La setta della carità carnale

InquisizioneNAPOLI – È la mattina del 12 luglio 1615. Nella chiesa romana di Santa Maria sopra Minerva il solenne silenzio, pesante come piombo, è rotto dalla voce delle tre persone processate per eresia dalla Santa Inquisizione. Alla presenza del Sacro Collegio dei cardinali, di molti prelati, dei signori e del popolo abiurano gli atti commessi e vengono condannati al carcere a vita.
Il commissario domenicano del Santo Uffizio, Deodato Gentile li ha trasferiti a Roma per privarli della protezione dell’ambiente napoletano. I nobili eretici, invece, hanno dovuto soltanto pronunciare l’abiura. Suor Giulia Di Marco, padre Aniello Arciero e l’avvocato Giuseppe de Vicariis sono stati arrestati a Napoli, dove hanno consumato uno scandalo senza precedenti.

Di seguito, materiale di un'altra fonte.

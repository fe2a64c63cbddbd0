//! Application state shared across handlers.

use std::sync::Arc;

use crate::config::StorefrontConfig;
use crate::services::geocode::{Geocoder, NominatimClient};

/// Application state shared across all handlers.
///
/// Cheaply cloneable via `Arc`. The geocoder is held behind its capability
/// trait so tests can install a canned implementation.
#[derive(Clone)]
pub struct AppState {
    inner: Arc<AppStateInner>,
}

struct AppStateInner {
    config: StorefrontConfig,
    geocoder: Arc<dyn Geocoder>,
}

impl AppState {
    /// Create application state with the Nominatim geocoder.
    ///
    /// # Errors
    ///
    /// Returns an error if the HTTP client for the geocoder cannot be built.
    pub fn new(config: StorefrontConfig) -> Result<Self, reqwest::Error> {
        let geocoder = Arc::new(NominatimClient::new(&config.geocoder)?);
        Ok(Self::with_geocoder(config, geocoder))
    }

    /// Create application state with an explicit geocoder implementation.
    #[must_use]
    pub fn with_geocoder(config: StorefrontConfig, geocoder: Arc<dyn Geocoder>) -> Self {
        Self {
            inner: Arc::new(AppStateInner { config, geocoder }),
        }
    }

    /// Get a reference to the storefront configuration.
    #[must_use]
    pub fn config(&self) -> &StorefrontConfig {
        &self.inner.config
    }

    /// Get a reference to the reverse geocoder.
    #[must_use]
    pub fn geocoder(&self) -> &dyn Geocoder {
        self.inner.geocoder.as_ref()
    }
}
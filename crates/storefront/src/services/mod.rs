//! External service clients.

pub mod geocode;
//! Royal Biryani Co. storefront library.
//!
//! This crate provides the storefront functionality as a library,
//! allowing it to be tested and reused.
//!
//! # Architecture
//!
//! - Axum web framework with HTMX for interactivity
//! - Askama templates for server-side rendering
//! - Static, hard-coded menu catalog
//! - tower-sessions (in-memory) as the per-shopper snapshot store for the
//!   cart, checkout draft, and location preference
//! - Nominatim reverse geocoding for the location widget

#![cfg_attr(not(test), forbid(unsafe_code))]

pub mod catalog;
pub mod config;
pub mod error;
pub mod filters;
pub mod middleware;
pub mod models;
pub mod routes;
pub mod services;
pub mod state;
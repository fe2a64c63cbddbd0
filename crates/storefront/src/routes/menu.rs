//! Menu page route handler.

use askama::Template;
use askama_web::WebTemplate;
use axum::response::IntoResponse;
use tracing::instrument;

use crate::catalog;
use crate::filters;

/// Menu item display data for templates.
#[derive(Clone)]
pub struct ItemCardView {
    pub name: String,
    pub price: String,
    pub image: String,
    pub veg: bool,
    pub tag: Option<String>,
}

/// A menu category with its items.
pub struct CategoryView {
    pub key: &'static str,
    pub title: &'static str,
    pub items: Vec<ItemCardView>,
}

impl From<catalog::Category> for CategoryView {
    fn from(category: catalog::Category) -> Self {
        Self {
            key: category.key,
            title: category.title,
            items: category.items.iter().map(ItemCardView::from).collect(),
        }
    }
}

/// Menu page template.
#[derive(Template, WebTemplate)]
#[template(path = "menu.html")]
pub struct MenuTemplate {
    pub categories: Vec<CategoryView>,
}

/// Display the full menu.
#[instrument]
pub async fn show() -> impl IntoResponse {
    MenuTemplate {
        categories: catalog::categories()
            .into_iter()
            .map(CategoryView::from)
            .collect(),
    }
}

Hanno istituito una falsa dottrina secondo cui l’atto sessuale non è peccato, ma  un tramite spirituale e meritorio verso Dio, eludendo l’obbedienza alla castità imposta dall’abito talare. L’orgasmo è considerato un’elevazione mistica. La venerazione del corpo della “santa” suora e  l’accesso alle sue parti intime – ritenute le porte del paradiso –  potevano sostituire la preghiera e purificare gli animi, costituendo un “atto di carità carnale”.
Per diffondere tale dottrina, Giulia ha raccolto i suoi figli spirituali in confraternite che contavano un folto numero di prelati di alto rango e d’insigni esponenti dell’aristocrazia napoletana e spagnola.
I loro riti orgiastici venivano celebrati a palazzo Suarez ed i discepoli erano indirizzati al culto attraverso una selezione:  gli uomini di età superiore ai 25 anni pregavano in una stanza, mentre i più giovani accedevano al corpo della santa in una stanza diversa.
Giulia Di Marco nacque nel 1575 a Sepino, nella provincia di Campobasso, ed era figlia di braccianti. Si ritiene che alla morte paterna fosse stata adottata come domestica da un mercante e tempo dopo trasferita a Napoli.
Divenuta giovinetta probabilmente fu sedotta e abbandonata da un servitore rimanendo incinta. Il neonato fu posto nella Ruota di Santa Maria dell’Annunziata, per affidarlo alla cura delle suore.
Alla morte della padrona, Giulia, mossa da un grande fervore spirituale, desiderò vestire l’abito di terziaria francescana facendosi apprezzare dal popolo per la sua pietà e la sua devozione. Le famiglie nobili la ospitarono e da tutti venne ricoperta da una crescente aurea di santità.
Nel 1603 circa la giovane ebbe un nuovo padre confessore, don Aniello Arciero, giovane e di bell’aspetto. Tra i due nacque un rapporto carnale e si convinsero dell’incolpevolezza dei loro atti, in quanto il giovane sacerdote credeva che i pontefici vietavano la sessualità libera perché lucravano sulla celebrazione dei matrimoni.
Don Aniello desiderava che la compagna diffondesse la dottrina, ma Giulia era timorosa. Allora l’amante le propose di svelarle i segreti confessionali, in modo che la donna, intrattenendosi con il penitente, avrebbe mostrato di possedere doti divinatorie.
Queste doti, e le visioni mistiche della suora, accrebbero ulteriormente la sua fama di santità tanto da ricevere l’appellativo di “Madre”. In seguito, alla coppia si unì Giuseppe de Vicariis.
La setta si diffuse rapidamente e, nel 1607, il tribunale del Santo Uffizio, insospettito dall’eccessivo rumore intorno a Giulia o mosso da denunce, avviò un’inchiesta che si risolse in un nulla di fatto, a causa della protezione di cui la donna godeva. Tuttavia, questo non fece che accrescere la fama di santità ed i sostenitori della suora, tra cui Caterina de Sandoval, viceregina di Napoli.
L’ordine dei teatini -chierici regolari nati dall’esigenza di un rinnovamento e fondati nel 1524 da san Gaetano di Thiene e da Gian Pietro Carafa, vescovo di Chieti, il cui nome latino fu Teate –  che mal sopportavano che la gloria di Orsola Benincasa, loro protetta e santa vivente, potesse essere oscurata dalla Di Marco certamente esercitò la sua pressione ai danni di  Giulia.  Infatti, è probabile che abbiano raccolto le confessioni di alcuni pentiti della setta segreta per costruire l’accusa di eresia.
Tuttavia, la vicenda inquietante di questa donna rimane un mistero: la setta della carità carnale si basava su riti sessuali a  sfondo misterico, si trattava di gruppi di potere cementati dalle pratiche sessuali o della sublimazione di un’esigenza fisiologica repressa dalle regole clericali?